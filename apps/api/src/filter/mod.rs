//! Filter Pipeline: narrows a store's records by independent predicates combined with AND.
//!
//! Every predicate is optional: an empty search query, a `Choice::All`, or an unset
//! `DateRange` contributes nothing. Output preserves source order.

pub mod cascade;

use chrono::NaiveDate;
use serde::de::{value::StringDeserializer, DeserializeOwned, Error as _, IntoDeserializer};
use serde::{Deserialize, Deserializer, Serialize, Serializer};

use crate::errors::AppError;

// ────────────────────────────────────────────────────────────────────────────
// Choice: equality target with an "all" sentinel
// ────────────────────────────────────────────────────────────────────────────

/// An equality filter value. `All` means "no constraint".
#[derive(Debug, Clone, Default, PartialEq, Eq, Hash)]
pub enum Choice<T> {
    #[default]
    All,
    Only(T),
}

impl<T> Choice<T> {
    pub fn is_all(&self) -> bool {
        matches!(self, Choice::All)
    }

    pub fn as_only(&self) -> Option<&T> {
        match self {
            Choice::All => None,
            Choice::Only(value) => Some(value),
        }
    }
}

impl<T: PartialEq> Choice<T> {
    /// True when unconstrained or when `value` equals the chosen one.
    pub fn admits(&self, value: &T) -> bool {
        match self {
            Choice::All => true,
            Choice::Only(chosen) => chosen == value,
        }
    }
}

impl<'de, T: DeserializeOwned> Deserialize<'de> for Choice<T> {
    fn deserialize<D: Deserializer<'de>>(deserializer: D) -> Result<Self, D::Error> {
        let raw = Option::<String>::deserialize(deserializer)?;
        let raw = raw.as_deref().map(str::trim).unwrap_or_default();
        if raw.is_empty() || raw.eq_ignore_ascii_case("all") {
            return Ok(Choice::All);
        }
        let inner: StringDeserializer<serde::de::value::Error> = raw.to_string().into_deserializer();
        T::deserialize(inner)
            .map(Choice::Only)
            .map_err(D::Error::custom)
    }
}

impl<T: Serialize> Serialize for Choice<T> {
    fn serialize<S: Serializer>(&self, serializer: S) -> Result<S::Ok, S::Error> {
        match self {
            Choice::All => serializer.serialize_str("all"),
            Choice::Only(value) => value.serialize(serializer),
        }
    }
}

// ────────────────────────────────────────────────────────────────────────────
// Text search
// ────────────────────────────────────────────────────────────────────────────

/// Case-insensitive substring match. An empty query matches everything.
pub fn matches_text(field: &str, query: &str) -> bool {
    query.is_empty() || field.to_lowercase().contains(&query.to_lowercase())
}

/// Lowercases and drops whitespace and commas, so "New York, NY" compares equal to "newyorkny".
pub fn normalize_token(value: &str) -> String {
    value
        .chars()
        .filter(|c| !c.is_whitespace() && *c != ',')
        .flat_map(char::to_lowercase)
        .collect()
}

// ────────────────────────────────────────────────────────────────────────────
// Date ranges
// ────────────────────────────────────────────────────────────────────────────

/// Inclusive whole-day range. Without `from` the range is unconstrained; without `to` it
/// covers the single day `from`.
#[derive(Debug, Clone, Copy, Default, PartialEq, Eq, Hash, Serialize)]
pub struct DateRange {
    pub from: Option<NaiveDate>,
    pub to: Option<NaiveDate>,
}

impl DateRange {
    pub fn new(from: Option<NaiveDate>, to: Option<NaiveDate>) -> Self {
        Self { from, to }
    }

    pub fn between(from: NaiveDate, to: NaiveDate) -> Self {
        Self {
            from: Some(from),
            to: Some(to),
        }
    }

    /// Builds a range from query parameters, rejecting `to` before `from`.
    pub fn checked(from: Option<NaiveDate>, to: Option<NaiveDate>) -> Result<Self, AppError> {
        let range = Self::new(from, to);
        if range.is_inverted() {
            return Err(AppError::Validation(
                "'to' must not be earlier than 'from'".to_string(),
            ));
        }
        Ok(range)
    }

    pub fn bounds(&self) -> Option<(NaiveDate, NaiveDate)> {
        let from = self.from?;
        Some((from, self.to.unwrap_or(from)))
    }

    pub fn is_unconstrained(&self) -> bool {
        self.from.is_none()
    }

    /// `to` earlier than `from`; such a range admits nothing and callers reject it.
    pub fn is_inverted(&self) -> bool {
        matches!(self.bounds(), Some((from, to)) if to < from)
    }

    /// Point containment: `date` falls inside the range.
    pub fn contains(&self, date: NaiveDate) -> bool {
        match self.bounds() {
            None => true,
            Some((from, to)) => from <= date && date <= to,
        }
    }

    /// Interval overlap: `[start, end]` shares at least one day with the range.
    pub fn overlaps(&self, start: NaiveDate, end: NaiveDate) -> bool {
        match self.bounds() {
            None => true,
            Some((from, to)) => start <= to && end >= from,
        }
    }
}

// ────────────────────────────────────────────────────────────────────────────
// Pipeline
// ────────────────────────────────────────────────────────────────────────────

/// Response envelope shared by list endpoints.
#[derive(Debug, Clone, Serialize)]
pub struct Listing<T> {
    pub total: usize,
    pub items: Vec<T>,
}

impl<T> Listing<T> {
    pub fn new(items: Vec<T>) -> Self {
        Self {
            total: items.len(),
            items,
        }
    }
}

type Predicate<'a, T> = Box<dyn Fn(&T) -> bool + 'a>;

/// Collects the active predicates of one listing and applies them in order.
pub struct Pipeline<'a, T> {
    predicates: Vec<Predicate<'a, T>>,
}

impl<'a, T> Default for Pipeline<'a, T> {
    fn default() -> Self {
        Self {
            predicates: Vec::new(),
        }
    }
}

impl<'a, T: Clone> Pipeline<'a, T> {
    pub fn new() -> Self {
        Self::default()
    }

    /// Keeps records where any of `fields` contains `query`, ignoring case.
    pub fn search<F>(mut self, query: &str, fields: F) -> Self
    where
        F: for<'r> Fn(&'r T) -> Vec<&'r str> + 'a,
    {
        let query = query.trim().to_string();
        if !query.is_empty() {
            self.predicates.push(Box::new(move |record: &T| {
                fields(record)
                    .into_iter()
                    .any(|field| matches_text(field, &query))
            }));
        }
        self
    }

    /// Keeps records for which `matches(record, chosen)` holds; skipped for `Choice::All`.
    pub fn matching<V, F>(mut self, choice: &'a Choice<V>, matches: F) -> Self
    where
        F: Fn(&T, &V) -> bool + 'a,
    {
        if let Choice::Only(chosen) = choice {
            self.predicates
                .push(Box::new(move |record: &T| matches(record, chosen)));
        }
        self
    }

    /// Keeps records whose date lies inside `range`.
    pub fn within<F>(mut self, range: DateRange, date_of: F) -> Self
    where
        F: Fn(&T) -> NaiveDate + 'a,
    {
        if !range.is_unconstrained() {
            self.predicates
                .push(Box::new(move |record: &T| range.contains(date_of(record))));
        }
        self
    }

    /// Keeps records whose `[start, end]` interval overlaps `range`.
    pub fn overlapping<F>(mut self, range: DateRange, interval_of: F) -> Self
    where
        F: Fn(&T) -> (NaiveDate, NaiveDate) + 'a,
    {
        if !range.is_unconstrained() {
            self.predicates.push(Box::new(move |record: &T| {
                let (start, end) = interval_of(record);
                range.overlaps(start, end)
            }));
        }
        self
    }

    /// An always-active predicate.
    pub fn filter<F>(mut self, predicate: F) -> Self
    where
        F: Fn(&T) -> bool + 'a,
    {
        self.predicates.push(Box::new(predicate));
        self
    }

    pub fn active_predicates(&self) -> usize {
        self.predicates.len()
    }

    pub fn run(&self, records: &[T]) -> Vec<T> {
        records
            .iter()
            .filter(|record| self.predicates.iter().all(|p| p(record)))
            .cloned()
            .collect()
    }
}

• • •

Return each line of the data where the word "earlier" appears.

                "'to' must not be earlier than 'from'".to_string(),
    /// `to` earlier than `from`; such a range admits nothing and callers reject it.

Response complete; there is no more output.